Genetic basis for excess comorbidities and poor health outcomes in patients with musculoskeletal diseases
Approved Research ID: 63393
Approval date: September 29th 2020
Research shows that people with musculoskeletal diseases, such as rheumatoid arthritis (RA), have a higher risk of developing other long-term diseases, referred to as comorbidities, compared with the general population. For example, people with rheumatoid arthritis (RA) die ten years younger than the general population and this is due to the increased risk of conditions such as coronary artery disease (CAD). The genetic risk factors for CAD have been shown to be separate to the well understood lifestyle risk factors which such a contribution from underlying biological pathways. The risk factors for CAD in the general population are well understood and are used to screen individuals to detect and help those at high risk of CAD. However, in people with RA these screening tools have been shown not to work. This is because the risk factors used in the tool are different in this group of people.

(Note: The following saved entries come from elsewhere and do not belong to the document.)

//! Inspection of a bare expression

use serde_json::{Map, Value};

use super::{AnalysisResult, Fields, names, sorted_variables};
use crate::config::SolveLimits;
use crate::parser::parse_with_limits;
use crate::poly::{degree_in, is_polynomial_in};
use crate::simplification::{expand_limited, simplify};
use crate::solve::Budget;

/// Simplified form, renderings, free symbols and polynomial structure.
///
/// # Example
/// ```
/// use symb_solve::analysis::analyze_expression;
/// use symb_solve::config::SolveLimits;
///
/// let out = analyze_expression("x*x + 2*x*y", &SolveLimits::default());
/// assert_eq!(out.get("is_polynomial"), Some(&true.into()));
/// assert_eq!(out.get("poly_degrees").unwrap()["x"], 2);
/// ```
pub fn analyze_expression(expr_str: &str, limits: &SolveLimits) -> AnalysisResult {
    let expr = match parse_with_limits(expr_str, limits) {
        Ok(e) => simplify(&e),
        Err(e) => return AnalysisResult::failed("Expression parse error", e),
    };
    let budget = Budget::new(*limits);
    if let Err(e) = budget.check_size(&expr) {
        return AnalysisResult::failed("Expression analysis error", e);
    }

    let vars = sorted_variables(&expr);
    let is_polynomial = !vars.is_empty() && is_polynomial_in(&expr, &vars);

    let mut fields = Fields::new();
    fields.insert("result".into(), expr.to_string().into());
    fields.insert("srepr".into(), expr.to_srepr().into());
    fields.insert("latex".into(), expr.to_latex().into());
    fields.insert("free_symbols".into(), names(&vars).into());
    fields.insert("is_polynomial".into(), is_polynomial.into());
    if is_polynomial {
        let degrees: Map<String, Value> = vars
            .iter()
            .filter_map(|v| Some((v.name().to_string(), degree_in(&expr, v)?.into())))
            .collect();
        fields.insert("poly_degrees".into(), Value::Object(degrees));
    }
    match expand_limited(&expr, budget.max_terms()) {
        Ok(expanded) if expanded != expr => {
            fields.insert("expanded".into(), expanded.to_string().into());
        }
        Ok(_) => {}
        Err(e) => tracing::debug!(error = %e, "expansion skipped"),
    }
    AnalysisResult::Ok(fields)
}

#[cfg(test)]
#[allow(clippy::unwrap_used, reason = "Standard test relaxations")]
mod tests {
    use super::*;
    use serde_json::json;

    fn run(s: &str) -> AnalysisResult {
        analyze_expression(s, &SolveLimits::default())
    }

    #[test]
    fn test_polynomial_inspection() {
        let out = run("(x + 1)**2");
        assert_eq!(out.get_str("result"), Some("(x + 1)**2"));
        assert_eq!(out.get_str("expanded"), Some("x**2 + 2*x + 1"));
        assert_eq!(out.get("free_symbols"), Some(&json!(["x"])));
        assert_eq!(out.get("poly_degrees"), Some(&json!({"x": 2})));
    }

    #[test]
    fn test_non_polynomial() {
        let out = run("sin(x) + y");
        assert_eq!(out.get("is_polynomial"), Some(&json!(false)));
        assert_eq!(out.get("poly_degrees"), None);
        assert_eq!(out.get("expanded"), None);
    }

    #[test]
    fn test_constant() {
        let out = run("2 + 3");
        assert_eq!(out.get_str("result"), Some("5"));
        assert_eq!(out.get("free_symbols"), Some(&json!([])));
        assert_eq!(out.get("is_polynomial"), Some(&json!(false)));
    }
}
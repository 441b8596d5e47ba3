//! Cross-module tests: end-to-end query scenarios and quickcheck properties

mod classifier_tests;
mod property_tests;
mod scenario_tests;
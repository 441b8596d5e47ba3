use std::sync::Arc;

use crate::Expr;
use crate::ast::ExprKind;
use crate::simplification::helpers::{cofactor, factors, replace_terms, squared_call};
use crate::simplification::rules::{NodeKind, Rule, RuleContext};

rule!(
    HyperbolicIdentityRule,
    "hyperbolic_identity",
    80,
    Hyperbolic,
    &[NodeKind::Sum],
    |expr: &Expr, _context: &RuleContext| {
        // k*cosh(u)^2 - k*sinh(u)^2 = k
        let ExprKind::Sum(terms) = expr.kind() else {
            return None;
        };
        for (i, term) in terms.iter().enumerate() {
            for f in factors(term) {
                let Some(u) = squared_call(&f, "cosh") else {
                    continue;
                };
                let k = cofactor(term, &f);
                let partner = Expr::product(vec![
                    Expr::negate(k.clone()),
                    Expr::pow(Expr::func1("sinh", u.clone()), Expr::integer(2)),
                ]);
                if let Some(j) = terms.iter().position(|t| *t == partner) {
                    return Some(replace_terms(terms, &[i, j], k));
                }
            }
        }
        None
    }
);

rule!(
    HyperbolicRatioRule,
    "hyperbolic_ratio",
    60,
    Hyperbolic,
    &[NodeKind::Product],
    |expr: &Expr, _context: &RuleContext| {
        // sinh(u) / cosh(u) = tanh(u)
        let ExprKind::Product(fs) = expr.kind() else {
            return None;
        };
        for (i, f) in fs.iter().enumerate() {
            let Some(u) = crate::simplification::helpers::unary_arg(f, "sinh") else {
                continue;
            };
            let wanted = Expr::recip(Expr::func1("cosh", u.clone()));
            if let Some(j) = fs.iter().position(|g| *g == wanted) {
                let mut rest: Vec<Expr> = fs
                    .iter()
                    .enumerate()
                    .filter(|(k, _)| *k != i && *k != j)
                    .map(|(_, g)| g.clone())
                    .collect();
                rest.push(Expr::func1("tanh", u.clone()));
                return Some(Expr::product(rest));
            }
        }
        None
    }
);

pub(crate) fn get_hyperbolic_rules() -> Vec<Arc<dyn Rule>> {
    vec![Arc::new(HyperbolicIdentityRule), Arc::new(HyperbolicRatioRule)]
}

#[cfg(test)]
mod tests {
    use super::*;
    use crate::sym;

    #[test]
    fn test_cosh_squared_minus_sinh_squared() {
        let x = sym("x").to_expr();
        let e = Expr::sub_expr(
            Expr::pow(Expr::func1("cosh", x.clone()), Expr::integer(2)),
            Expr::pow(Expr::func1("sinh", x), Expr::integer(2)),
        );
        assert_eq!(
            HyperbolicIdentityRule.apply(&e, &RuleContext::default()),
            Some(Expr::one())
        );
    }

    #[test]
    fn test_sinh_over_cosh() {
        let x = sym("x").to_expr();
        let e = Expr::div_expr(Expr::func1("sinh", x.clone()), Expr::func1("cosh", x.clone()));
        assert_eq!(
            HyperbolicRatioRule.apply(&e, &RuleContext::default()),
            Some(Expr::func1("tanh", x))
        );
    }
}
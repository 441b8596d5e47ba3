use std::sync::Arc;

use crate::Expr;
use crate::ast::{Constant, ExprKind};
use crate::simplification::helpers::{terms, unary_arg};
use crate::simplification::rules::{NodeKind, Rule, RuleContext};

/// `c * log(u)` with rational `c`, as `(c, u)`.
fn scaled_log(e: &Expr) -> Option<(Expr, Expr)> {
    let (c, rest) = e.as_coeff_mul();
    let u = unary_arg(&rest, "log")?;
    match c {
        crate::number::Numeric::Exact(r) => Some((Expr::rational(r), u.clone())),
        crate::number::Numeric::Approx(_) => None,
    }
}

rule!(
    ExpOfLogRule,
    "exp_of_log",
    90,
    Exponential,
    &[NodeKind::Pow],
    |expr: &Expr, _context: &RuleContext| {
        // E**(c*log(u) + v) = u**c * E**v
        let ExprKind::Pow(base, exp) = expr.kind() else {
            return None;
        };
        if !base.is_constant(Constant::E) {
            return None;
        }
        let mut powers = Vec::new();
        let mut rest = Vec::new();
        for t in terms(exp) {
            match scaled_log(&t) {
                Some((c, u)) => powers.push(Expr::pow(u, c)),
                None => rest.push(t),
            }
        }
        if powers.is_empty() {
            return None;
        }
        powers.push(Expr::exp(Expr::sum(rest)));
        Some(Expr::product(powers))
    }
);

rule!(
    LogOfExpRule,
    "log_of_exp",
    90,
    Exponential,
    &[NodeKind::Function],
    |expr: &Expr, _context: &RuleContext| {
        // log(E**u) = u for real u
        let u = unary_arg(expr, "log")?;
        match u.kind() {
            ExprKind::Pow(b, e) if b.is_constant(Constant::E) && !e.has_imaginary() => {
                Some(e.clone())
            }
            _ => None,
        }
    }
);

pub(crate) fn get_exponential_rules() -> Vec<Arc<dyn Rule>> {
    vec![Arc::new(ExpOfLogRule), Arc::new(LogOfExpRule)]
}

#[cfg(test)]
mod tests {
    use super::*;
    use crate::sym;

    #[test]
    fn test_exp_of_scaled_log() {
        let x = sym("x").to_expr();
        let e = Expr::new(ExprKind::Pow(
            Expr::e(),
            Expr::product(vec![Expr::integer(3), Expr::func1("log", x.clone())]),
        ));
        assert_eq!(
            ExpOfLogRule.apply(&e, &RuleContext::default()),
            Some(Expr::pow(x, Expr::integer(3)))
        );
    }

    #[test]
    fn test_log_of_exp() {
        let x = sym("x").to_expr();
        let e = Expr::func_raw("log", vec![Expr::exp(x.clone())]);
        assert_eq!(LogOfExpRule.apply(&e, &RuleContext::default()), Some(x));
    }
}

The aim of this study is to understand how changes in DNA lead to this increased risk of common comorbidities in people with musculoskeletal disease. The main focus of the research will be identifying the underlying biological mechanisms that lead to the increased risk of comorbidities. And we aim to translate this information to build a new screening tool that will help detect individuals with RA who are at high risk of CAD. This will allow health professionals to provide the required treatment that will help prevent early death in people with RA. This research will be expanded to other musculoskeletal disease such as psoriatic arthritis and juvenile arthritis.